## TASK OBJECTIVE
Whenever the word "pixel" shows up in a line of the data, copy that line.

## EXERCISE MATERIALS
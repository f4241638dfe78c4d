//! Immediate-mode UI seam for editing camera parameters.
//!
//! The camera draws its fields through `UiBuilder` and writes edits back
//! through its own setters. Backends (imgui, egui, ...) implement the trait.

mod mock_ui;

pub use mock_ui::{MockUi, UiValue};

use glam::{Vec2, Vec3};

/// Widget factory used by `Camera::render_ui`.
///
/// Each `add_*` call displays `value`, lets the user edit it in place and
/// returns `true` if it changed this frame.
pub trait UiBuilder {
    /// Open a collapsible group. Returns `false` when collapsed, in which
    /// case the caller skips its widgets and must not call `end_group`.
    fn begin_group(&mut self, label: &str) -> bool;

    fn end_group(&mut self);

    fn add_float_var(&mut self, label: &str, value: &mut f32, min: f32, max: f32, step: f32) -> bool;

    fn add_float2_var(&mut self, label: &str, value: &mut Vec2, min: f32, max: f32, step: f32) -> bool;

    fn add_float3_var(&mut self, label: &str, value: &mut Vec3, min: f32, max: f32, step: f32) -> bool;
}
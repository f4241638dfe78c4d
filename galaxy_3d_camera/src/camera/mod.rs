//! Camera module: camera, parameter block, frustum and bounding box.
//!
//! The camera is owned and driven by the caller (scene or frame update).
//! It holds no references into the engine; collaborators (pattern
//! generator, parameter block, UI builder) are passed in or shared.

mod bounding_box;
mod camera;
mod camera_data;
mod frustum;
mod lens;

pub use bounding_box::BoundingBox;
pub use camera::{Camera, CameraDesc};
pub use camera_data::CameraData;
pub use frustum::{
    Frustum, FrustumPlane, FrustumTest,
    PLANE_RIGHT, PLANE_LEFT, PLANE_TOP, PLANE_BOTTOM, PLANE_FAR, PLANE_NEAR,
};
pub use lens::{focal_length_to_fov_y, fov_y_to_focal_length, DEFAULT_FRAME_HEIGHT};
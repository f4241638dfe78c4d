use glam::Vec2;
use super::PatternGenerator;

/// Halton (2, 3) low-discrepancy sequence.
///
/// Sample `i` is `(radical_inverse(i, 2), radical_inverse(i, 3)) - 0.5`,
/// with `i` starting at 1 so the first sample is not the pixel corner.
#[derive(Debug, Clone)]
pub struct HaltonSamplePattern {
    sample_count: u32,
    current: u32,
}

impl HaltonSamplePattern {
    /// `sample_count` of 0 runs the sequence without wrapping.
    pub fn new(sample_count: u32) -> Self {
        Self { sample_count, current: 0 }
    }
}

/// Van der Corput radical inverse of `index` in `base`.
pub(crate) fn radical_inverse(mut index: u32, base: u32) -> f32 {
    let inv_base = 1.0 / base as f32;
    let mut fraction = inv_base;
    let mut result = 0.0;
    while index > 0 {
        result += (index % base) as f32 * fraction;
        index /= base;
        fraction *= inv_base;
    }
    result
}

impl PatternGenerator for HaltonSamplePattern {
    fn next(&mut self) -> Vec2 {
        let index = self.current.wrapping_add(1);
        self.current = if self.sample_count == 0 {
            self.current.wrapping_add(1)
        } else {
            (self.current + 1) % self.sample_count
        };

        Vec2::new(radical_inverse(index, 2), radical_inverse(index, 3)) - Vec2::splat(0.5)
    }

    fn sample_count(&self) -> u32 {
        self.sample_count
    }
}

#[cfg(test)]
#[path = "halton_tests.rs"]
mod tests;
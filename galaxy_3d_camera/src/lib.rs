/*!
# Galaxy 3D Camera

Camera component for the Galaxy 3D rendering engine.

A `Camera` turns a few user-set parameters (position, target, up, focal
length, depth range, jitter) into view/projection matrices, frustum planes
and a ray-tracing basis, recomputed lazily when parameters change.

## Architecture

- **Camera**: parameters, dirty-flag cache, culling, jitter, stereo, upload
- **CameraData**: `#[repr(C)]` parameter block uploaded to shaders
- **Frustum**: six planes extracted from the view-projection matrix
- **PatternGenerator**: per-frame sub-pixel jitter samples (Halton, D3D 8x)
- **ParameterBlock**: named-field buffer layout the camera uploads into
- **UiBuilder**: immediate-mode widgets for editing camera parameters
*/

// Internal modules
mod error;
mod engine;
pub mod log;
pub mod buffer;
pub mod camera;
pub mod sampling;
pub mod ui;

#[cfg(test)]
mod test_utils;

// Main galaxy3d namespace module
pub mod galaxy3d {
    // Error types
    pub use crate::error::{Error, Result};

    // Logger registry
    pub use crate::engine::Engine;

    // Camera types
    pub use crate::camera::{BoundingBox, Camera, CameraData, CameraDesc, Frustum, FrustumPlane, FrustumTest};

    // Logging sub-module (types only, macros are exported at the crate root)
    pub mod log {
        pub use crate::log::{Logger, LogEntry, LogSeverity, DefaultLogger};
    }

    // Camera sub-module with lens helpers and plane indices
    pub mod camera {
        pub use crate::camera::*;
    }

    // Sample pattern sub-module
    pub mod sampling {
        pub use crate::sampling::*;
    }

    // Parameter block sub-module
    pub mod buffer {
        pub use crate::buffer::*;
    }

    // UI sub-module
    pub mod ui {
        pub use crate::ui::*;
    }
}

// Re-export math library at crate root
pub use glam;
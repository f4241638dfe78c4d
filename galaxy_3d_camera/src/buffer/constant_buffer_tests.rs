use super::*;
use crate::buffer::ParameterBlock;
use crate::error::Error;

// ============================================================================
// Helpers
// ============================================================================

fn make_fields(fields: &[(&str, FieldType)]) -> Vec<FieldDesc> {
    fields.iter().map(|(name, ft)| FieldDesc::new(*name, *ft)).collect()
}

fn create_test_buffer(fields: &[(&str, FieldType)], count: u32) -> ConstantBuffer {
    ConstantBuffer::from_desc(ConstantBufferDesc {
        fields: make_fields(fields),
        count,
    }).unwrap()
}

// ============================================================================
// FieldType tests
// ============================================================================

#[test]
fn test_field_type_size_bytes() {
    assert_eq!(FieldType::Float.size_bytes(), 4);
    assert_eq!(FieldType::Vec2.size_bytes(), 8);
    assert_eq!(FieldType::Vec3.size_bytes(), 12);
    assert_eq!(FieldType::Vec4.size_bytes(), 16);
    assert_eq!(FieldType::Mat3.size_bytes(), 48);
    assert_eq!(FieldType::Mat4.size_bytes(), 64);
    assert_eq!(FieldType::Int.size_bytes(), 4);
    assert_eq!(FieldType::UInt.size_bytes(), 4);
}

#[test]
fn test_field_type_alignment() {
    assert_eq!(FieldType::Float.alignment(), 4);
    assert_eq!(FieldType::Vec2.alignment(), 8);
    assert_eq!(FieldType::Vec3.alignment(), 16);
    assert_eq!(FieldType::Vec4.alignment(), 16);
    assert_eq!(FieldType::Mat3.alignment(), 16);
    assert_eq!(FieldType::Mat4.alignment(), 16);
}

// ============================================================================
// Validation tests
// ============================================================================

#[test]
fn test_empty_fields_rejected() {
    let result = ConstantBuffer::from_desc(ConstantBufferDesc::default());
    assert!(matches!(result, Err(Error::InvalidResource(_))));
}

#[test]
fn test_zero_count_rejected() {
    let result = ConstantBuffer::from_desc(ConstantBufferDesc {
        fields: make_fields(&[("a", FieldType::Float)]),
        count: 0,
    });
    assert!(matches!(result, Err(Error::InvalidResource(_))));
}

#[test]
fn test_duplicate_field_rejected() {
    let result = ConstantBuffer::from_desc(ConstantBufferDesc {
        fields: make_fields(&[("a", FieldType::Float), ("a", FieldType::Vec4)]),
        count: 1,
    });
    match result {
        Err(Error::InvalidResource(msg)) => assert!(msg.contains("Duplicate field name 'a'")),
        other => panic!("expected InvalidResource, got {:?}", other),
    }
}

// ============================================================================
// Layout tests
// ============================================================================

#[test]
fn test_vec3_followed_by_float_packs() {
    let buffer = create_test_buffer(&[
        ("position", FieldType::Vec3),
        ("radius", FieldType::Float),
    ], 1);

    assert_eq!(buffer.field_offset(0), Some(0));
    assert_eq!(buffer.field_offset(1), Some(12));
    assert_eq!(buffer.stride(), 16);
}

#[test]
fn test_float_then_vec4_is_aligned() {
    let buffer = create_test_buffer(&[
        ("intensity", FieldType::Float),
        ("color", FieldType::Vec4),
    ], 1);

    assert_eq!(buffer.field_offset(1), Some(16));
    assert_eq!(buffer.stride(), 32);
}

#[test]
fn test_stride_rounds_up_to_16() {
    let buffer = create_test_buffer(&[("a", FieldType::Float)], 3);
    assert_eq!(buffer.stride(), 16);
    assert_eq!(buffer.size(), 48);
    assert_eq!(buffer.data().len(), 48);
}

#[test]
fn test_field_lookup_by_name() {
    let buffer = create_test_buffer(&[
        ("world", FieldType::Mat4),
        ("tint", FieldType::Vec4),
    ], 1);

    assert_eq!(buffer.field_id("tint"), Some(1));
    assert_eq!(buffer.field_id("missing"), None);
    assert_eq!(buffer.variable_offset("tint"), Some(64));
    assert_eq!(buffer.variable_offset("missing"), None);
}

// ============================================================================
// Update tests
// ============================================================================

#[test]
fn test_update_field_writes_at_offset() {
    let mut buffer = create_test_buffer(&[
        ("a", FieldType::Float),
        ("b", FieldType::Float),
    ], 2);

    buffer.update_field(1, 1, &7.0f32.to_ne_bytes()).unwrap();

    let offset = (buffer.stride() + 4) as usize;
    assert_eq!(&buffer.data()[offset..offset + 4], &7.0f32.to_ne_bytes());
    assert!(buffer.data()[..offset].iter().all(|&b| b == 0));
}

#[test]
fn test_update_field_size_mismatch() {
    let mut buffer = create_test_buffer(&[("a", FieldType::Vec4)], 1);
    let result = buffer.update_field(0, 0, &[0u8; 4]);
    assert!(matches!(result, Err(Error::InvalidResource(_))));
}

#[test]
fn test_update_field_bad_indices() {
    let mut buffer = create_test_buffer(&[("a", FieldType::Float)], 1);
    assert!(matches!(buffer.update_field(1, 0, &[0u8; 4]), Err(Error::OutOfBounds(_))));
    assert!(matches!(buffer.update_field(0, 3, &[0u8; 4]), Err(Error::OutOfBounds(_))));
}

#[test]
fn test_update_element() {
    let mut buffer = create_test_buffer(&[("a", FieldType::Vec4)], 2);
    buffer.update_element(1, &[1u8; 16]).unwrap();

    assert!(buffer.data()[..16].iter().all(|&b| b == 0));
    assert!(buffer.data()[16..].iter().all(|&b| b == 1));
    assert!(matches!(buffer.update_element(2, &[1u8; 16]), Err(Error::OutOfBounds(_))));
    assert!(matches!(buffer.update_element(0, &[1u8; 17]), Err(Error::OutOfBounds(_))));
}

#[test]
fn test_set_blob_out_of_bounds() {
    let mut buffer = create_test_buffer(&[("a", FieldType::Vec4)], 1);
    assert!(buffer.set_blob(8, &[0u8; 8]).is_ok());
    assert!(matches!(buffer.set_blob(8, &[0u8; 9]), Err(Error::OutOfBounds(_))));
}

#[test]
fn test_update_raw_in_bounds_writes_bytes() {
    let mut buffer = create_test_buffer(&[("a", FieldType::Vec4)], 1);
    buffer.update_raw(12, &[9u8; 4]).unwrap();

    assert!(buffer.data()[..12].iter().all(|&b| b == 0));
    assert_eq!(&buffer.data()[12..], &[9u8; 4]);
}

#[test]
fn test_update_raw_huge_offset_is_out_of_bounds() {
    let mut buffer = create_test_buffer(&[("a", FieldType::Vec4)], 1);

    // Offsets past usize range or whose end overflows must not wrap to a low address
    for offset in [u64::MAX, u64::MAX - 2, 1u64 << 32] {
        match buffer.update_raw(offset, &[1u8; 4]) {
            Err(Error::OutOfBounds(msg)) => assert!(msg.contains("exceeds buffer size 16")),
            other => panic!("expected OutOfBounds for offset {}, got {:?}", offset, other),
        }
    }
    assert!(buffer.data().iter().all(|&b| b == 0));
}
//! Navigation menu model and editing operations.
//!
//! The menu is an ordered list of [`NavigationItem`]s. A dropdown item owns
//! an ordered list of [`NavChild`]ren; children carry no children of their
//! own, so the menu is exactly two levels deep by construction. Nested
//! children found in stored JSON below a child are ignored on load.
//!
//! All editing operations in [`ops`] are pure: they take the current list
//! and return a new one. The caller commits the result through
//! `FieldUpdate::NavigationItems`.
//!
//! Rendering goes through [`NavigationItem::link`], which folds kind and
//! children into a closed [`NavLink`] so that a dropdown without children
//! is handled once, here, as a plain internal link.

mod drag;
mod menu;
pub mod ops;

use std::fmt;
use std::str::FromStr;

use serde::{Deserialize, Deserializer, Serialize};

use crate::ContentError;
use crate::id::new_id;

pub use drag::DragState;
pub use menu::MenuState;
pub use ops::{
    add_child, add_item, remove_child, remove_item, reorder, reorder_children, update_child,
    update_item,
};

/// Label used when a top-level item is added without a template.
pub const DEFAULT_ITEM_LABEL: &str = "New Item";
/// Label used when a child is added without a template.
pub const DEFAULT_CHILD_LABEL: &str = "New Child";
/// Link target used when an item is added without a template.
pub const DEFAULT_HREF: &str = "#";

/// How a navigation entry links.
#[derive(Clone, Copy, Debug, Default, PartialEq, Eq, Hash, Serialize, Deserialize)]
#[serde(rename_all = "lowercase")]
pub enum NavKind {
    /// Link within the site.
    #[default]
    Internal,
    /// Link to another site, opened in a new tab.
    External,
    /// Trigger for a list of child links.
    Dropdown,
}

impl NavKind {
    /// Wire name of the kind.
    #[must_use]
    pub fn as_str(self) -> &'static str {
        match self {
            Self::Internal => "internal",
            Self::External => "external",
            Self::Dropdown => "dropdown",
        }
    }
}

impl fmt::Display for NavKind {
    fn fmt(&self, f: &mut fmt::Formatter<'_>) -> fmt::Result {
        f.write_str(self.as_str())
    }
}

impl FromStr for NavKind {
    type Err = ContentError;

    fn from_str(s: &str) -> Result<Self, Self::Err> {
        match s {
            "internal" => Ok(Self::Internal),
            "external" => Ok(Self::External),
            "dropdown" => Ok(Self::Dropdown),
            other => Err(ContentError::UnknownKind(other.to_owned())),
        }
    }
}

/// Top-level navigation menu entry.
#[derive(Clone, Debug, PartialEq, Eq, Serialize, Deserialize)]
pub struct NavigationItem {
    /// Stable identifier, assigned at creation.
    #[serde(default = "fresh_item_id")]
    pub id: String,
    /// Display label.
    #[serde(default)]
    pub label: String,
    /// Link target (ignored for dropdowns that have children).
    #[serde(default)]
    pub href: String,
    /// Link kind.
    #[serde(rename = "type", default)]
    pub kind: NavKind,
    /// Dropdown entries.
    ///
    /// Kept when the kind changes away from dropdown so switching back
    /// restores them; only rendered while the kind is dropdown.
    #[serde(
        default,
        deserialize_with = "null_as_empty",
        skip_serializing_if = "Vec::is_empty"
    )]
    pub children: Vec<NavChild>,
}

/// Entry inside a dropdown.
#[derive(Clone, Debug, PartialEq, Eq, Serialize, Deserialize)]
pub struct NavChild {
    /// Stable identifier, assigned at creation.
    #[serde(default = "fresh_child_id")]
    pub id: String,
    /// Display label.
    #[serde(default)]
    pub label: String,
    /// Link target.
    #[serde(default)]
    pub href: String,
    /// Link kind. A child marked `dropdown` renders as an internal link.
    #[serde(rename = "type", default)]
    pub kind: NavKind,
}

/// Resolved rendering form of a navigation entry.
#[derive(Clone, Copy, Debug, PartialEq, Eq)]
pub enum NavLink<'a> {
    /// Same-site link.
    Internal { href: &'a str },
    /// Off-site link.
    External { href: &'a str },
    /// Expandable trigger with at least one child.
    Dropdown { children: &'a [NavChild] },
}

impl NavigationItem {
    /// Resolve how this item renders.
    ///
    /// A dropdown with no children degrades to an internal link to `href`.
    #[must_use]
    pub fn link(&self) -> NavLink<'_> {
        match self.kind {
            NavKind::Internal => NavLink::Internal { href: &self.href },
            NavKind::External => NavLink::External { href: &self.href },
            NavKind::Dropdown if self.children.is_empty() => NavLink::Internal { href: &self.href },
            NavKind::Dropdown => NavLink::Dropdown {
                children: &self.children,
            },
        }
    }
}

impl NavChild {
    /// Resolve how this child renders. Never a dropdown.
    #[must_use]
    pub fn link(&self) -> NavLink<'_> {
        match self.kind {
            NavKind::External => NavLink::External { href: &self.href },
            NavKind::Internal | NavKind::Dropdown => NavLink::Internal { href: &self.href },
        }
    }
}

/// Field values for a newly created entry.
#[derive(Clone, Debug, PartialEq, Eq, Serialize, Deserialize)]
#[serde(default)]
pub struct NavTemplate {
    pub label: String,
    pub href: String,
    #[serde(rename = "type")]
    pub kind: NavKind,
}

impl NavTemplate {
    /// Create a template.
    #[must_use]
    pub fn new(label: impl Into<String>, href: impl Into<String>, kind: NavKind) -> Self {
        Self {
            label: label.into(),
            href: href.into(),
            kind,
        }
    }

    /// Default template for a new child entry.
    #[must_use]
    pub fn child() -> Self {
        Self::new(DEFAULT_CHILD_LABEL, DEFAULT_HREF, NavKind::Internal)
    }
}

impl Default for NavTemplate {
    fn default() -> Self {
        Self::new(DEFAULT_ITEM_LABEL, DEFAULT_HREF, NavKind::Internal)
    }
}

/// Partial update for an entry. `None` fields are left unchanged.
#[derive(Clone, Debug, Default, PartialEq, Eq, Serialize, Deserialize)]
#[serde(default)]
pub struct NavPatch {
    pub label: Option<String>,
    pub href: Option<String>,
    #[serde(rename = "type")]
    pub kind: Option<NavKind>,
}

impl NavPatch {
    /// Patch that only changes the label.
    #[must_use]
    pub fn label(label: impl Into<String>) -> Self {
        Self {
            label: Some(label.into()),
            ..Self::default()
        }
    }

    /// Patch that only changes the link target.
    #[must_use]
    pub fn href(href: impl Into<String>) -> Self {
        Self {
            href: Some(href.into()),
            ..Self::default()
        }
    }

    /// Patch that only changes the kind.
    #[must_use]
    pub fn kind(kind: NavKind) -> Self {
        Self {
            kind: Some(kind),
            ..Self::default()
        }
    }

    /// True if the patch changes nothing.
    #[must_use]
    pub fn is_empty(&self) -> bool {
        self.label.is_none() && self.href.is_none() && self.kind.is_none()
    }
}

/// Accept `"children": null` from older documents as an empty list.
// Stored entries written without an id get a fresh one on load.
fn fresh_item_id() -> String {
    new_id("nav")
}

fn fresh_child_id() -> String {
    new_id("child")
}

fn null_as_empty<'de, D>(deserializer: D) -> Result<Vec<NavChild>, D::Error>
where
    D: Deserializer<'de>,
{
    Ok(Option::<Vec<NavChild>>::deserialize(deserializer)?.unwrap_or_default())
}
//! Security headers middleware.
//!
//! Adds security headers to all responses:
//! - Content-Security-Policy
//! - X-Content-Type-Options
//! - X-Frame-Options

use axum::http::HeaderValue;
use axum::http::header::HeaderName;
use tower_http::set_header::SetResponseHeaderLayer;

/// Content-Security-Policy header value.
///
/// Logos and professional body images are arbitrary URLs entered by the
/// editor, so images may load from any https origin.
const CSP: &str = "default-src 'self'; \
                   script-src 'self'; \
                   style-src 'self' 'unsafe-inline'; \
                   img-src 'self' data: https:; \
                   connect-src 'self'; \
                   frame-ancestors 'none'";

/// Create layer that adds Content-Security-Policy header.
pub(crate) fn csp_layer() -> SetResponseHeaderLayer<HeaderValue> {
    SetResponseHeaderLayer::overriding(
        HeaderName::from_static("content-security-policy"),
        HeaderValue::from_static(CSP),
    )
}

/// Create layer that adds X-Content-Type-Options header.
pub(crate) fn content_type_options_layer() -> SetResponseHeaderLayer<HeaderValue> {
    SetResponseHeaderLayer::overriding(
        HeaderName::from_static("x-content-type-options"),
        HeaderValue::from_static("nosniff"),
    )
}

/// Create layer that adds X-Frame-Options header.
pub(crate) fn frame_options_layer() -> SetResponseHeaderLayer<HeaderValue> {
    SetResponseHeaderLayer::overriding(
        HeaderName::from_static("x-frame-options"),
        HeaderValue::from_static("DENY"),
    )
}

## WRITTEN SOLUTION
/// with `i` starting at 1 so the first sample is not the pixel corner.
- **PatternGenerator**: per-frame sub-pixel jitter samples (Halton, D3D 8x)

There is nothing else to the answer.